---------- The input

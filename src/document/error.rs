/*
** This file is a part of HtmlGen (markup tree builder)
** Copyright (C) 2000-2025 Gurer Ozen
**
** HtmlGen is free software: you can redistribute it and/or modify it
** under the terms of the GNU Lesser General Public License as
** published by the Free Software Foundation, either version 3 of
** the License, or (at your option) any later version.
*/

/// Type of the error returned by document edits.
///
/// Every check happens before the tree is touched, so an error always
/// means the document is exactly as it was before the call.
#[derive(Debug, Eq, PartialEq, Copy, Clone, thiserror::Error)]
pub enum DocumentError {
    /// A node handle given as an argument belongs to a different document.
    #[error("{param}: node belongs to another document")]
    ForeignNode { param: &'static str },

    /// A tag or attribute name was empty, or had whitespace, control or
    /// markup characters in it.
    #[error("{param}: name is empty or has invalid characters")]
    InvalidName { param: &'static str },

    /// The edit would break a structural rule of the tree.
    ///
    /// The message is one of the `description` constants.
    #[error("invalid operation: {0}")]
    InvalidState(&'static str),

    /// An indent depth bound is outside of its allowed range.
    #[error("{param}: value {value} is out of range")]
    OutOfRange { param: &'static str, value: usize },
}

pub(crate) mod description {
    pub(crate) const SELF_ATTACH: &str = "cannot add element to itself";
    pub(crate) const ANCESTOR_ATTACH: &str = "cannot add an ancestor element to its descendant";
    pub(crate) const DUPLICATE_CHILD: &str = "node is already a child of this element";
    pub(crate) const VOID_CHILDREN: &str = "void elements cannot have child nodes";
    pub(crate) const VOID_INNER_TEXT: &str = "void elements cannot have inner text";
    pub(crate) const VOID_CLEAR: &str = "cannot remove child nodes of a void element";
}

--------------------
---------- The input

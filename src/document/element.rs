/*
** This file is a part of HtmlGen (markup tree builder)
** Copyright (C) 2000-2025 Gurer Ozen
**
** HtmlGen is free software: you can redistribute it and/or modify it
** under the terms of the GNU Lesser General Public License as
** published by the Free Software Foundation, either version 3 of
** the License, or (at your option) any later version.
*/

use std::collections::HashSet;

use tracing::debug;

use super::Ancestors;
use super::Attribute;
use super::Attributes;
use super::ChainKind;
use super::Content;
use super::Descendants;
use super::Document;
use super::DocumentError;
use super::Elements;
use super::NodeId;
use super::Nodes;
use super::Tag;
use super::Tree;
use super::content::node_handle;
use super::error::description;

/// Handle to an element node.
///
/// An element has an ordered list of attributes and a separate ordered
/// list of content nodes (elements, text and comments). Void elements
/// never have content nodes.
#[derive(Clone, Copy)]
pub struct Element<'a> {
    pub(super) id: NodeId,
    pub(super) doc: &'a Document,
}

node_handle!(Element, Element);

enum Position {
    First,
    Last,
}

--------------------

About this exercise: Which lines in the records above contain the string "static"? Copy each one.

Your solution:
    ForeignNode { param: &'static str },
    InvalidName { param: &'static str },
    InvalidState(&'static str),
    OutOfRange { param: &'static str, value: usize },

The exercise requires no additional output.